DocketNumber: No. 03AP-73 (REGULAR CALENDAR)
Judges: BRYANT, J.
Filed Date: 10/14/2003
Status: Non-Precedential
Modified Date: 4/18/2021
The Trial Court Erred When It Granted Summary Judgment To Plaintiff-appellee On The Mistaken Belief That Defendant-appellant, William M. Ditty, Had Not Properly Pleaded The Affirmative Defenses Asserted By Said Defendant-appellant In Opposition To Plaintiff-Appellee's Motion For Summary Judgment.
Because the trial court properly entered summary judgment for Columbus Countywide, we affirm.
{¶ 2} On April 2, 1996, Junior Village of Dublin, Inc. ("Junior Village"), a child-care facility Shahnez Ditty operated, entered into a $25,000 loan agreement and corresponding promissory note with Columbus Countywide. The terms of the loan agreement and note required monthly payments of principal and interest, at the rate of 10.25 percent per annum, on the first day of each month for a period of 60 months. Shahnez Ditty and defendant, as individuals as well as in their corporate capacities as President and Secretary-Treasurer of Junior Village, respectively, signed both documents. In addition to the loan agreement and note, Shahnez and defendant also executed, in their corporate capacities only, a Small Business Administration ("SBA") guaranty. Shahnez and defendant were married when they executed the documents.
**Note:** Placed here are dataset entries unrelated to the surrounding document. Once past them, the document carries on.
use candle_core::{Device, Tensor};
use candle_nn::VarBuilder;
use candle_transformers::models::xlm_roberta::{
    Config,
    XLMRobertaForSequenceClassification,
};
use tokenizers::Tokenizer;

use crate::{
    error::{Error, Result},
    model_manager::{default_device, load_tokenizer, resolve_file},
    vector_store::ScoredChunk,
};

/// Passages kept after reranking unless configured otherwise.
pub const DEFAULT_TOP_N: usize = 3;

/// Pairs scored by the cross-encoder in one forward pass.
pub const RERANK_BATCH_SIZE: usize = 16;

const MAX_SEQUENCE_LENGTH: usize = 512;

/// A passage kept by [`rerank`], with the cross-encoder's relevance score
/// and its position in the retrieval order.
#[derive(Debug, Clone, PartialEq)]
pub struct RankedPassage {
    pub text: String,
    pub score: f32,
    pub retrieval_rank: usize,
}

/// Scores `(question, passage)` pairs. Higher means more relevant.
pub trait CrossEncoder {
    fn score(&mut self, pairs: &[(String, String)]) -> Result<Vec<f32>>;
}

/// Pair the question with every retrieved chunk, in retrieval order.
pub fn pre_rerank(
    docs: &[ScoredChunk],
    question: &str,
) -> Vec<(String, String)> {
    docs.iter()
        .map(|d| (question.to_string(), d.chunk.text.clone()))
        .collect()
}

/// Score every pair and keep the `top_n` best passages, best first.
///
/// Equal scores keep their retrieval order. A `NaN` score ranks below
/// every real score. With no pairs the encoder is never called.
pub fn rerank<C: CrossEncoder + ?Sized>(
    encoder: &mut C,
    pairs: &[(String, String)],
    top_n: usize,
) -> Result<Vec<RankedPassage>> {
    if pairs.is_empty() || top_n == 0 {
        return Ok(Vec::new());
    }

    let scores = encoder.score(pairs)?;
    if scores.len() != pairs.len() {
        return Err(Error::Config(format!(
            "cross-encoder returned {} scores for {} pairs",
            scores.len(),
            pairs.len()
        )));
    }

    let mut order: Vec<usize> = (0..pairs.len()).collect();
    order.sort_by(|&a, &b| {
        let (sa, sb) = (scores[a], scores[b]);
        match (sa.is_nan(), sb.is_nan()) {
            (true, true) => std::cmp::Ordering::Equal,
            (true, false) => std::cmp::Ordering::Greater,
            (false, true) => std::cmp::Ordering::Less,
            (false, false) => sb.total_cmp(&sa),
        }
    });

    Ok(order
        .into_iter()
        .take(top_n)
        .map(|i| RankedPassage {
            text: pairs[i].1.clone(),
            score: scores[i],
            retrieval_rank: i,
        })
        .collect())
}

/// Join the ranked passages into the prompt context. Passages are
/// concatenated as-is, with nothing in between.
pub fn build_context(ranked: &[RankedPassage]) -> String {
    ranked.iter().map(|p| p.text.as_str()).collect()
}

struct LoadedReranker {
    model: XLMRobertaForSequenceClassification,
    tokenizer: Tokenizer,
    device: Device,
}

/// BGE reranker: an XLM-RoBERTa sequence classifier with a single output
/// label. The raw logit is the relevance score.
pub struct BgeReranker {
    model_id: String,
    loaded: Option<LoadedReranker>,
}

impl BgeReranker {
    pub fn new(model_id: impl Into<String>) -> Self {
        Self {
            model_id: model_id.into(),
            loaded: None,
        }
    }

    pub fn model_id(&self) -> &str {
        &self.model_id
    }

    pub fn is_loaded(&self) -> bool {
        self.loaded.is_some()
    }

    fn ensure_loaded(&mut self) -> Result<&mut LoadedReranker> {
        let loaded = match self.loaded.take() {
            Some(loaded) => loaded,
            None => load_reranker(&self.model_id)?,
        };
        Ok(self.loaded.insert(loaded))
    }
}

fn load_reranker(model_id: &str) -> Result<LoadedReranker> {
    tracing::info!(model = model_id, "loading reranker");

    let config_path = resolve_file(model_id, "config.json")?;
    let weights_path = resolve_file(model_id, "model.safetensors")?;
    let tokenizer_path = resolve_file(model_id, "tokenizer.json")?;

    let config: Config =
        serde_json::from_str(&std::fs::read_to_string(config_path)?)?;
    let tokenizer =
        load_tokenizer(&tokenizer_path, true, Some(MAX_SEQUENCE_LENGTH))?;

    let device = default_device();
    // SAFETY: the weights file is not modified while mapped.
    let vb = unsafe {
        VarBuilder::from_mmaped_safetensors(
            &[weights_path],
            candle_core::DType::F32,
            &device,
        )?
    };
    let model = XLMRobertaForSequenceClassification::new(1, &config, vb)?;

    Ok(LoadedReranker {
        model,
        tokenizer,
        device,
    })
}

impl LoadedReranker {
    fn score(&self, pairs: &[(String, String)]) -> Result<Vec<f32>> {
        let encodings = self
            .tokenizer
            .encode_batch(pairs.to_vec(), true)
            .map_err(Error::tokenizer)?;

        let mut ids = Vec::with_capacity(encodings.len());
        let mut masks = Vec::with_capacity(encodings.len());
        for encoding in &encodings {
            ids.push(Tensor::new(encoding.get_ids(), &self.device)?);
            masks.push(Tensor::new(encoding.get_attention_mask(), &self.device)?);
        }

        let input_ids = Tensor::stack(&ids, 0)?;
        let attention_mask = Tensor::stack(&masks, 0)?;
        let token_type_ids = input_ids.zeros_like()?;

        // [batch, 1]
        let logits =
            self.model
                .forward(&input_ids, &attention_mask, &token_type_ids)?;

        Ok(logits
            .to_dtype(candle_core::DType::F32)?
            .flatten_all()?
            .to_vec1::<f32>()?)
    }
}

impl CrossEncoder for BgeReranker {
    fn score(&mut self, pairs: &[(String, String)]) -> Result<Vec<f32>> {
        if pairs.is_empty() {
            return Ok(Vec::new());
        }

        let loaded = self.ensure_loaded()?;
        let mut scores = Vec::with_capacity(pairs.len());
        for batch in pairs.chunks(RERANK_BATCH_SIZE) {
            scores.extend(loaded.score(batch)?);
        }
        tracing::debug!(pairs = pairs.len(), "scored passages");
        Ok(scores)
    }
}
{¶ 3} Section 9 of the loan agreement and Section 6 of the note list "events" that could result in the loan and note being declared in default, including, pertinent to this appeal, failure to make the required monthly payment within five days of the due date. Section 10 of the loan agreement and Section 6(C) of the note set forth the lender's rights in the event the loan is declared in default; such rights include demanding immediate payment of all principal and interest the borrowers and/or guarantors owed. In addition, Section 6(B) of the note contains the following acceleration clause:
If I am in Default, the Lender may send us a written notice telling us that if I do not pay the overdue amount by a certain date, the Lender may require me to pay immediately the full amount of Principal which has not been paid and all the interest that I owe on that amount. That date will be at least 30 days after the date on which the notice is delivered or mailed to us.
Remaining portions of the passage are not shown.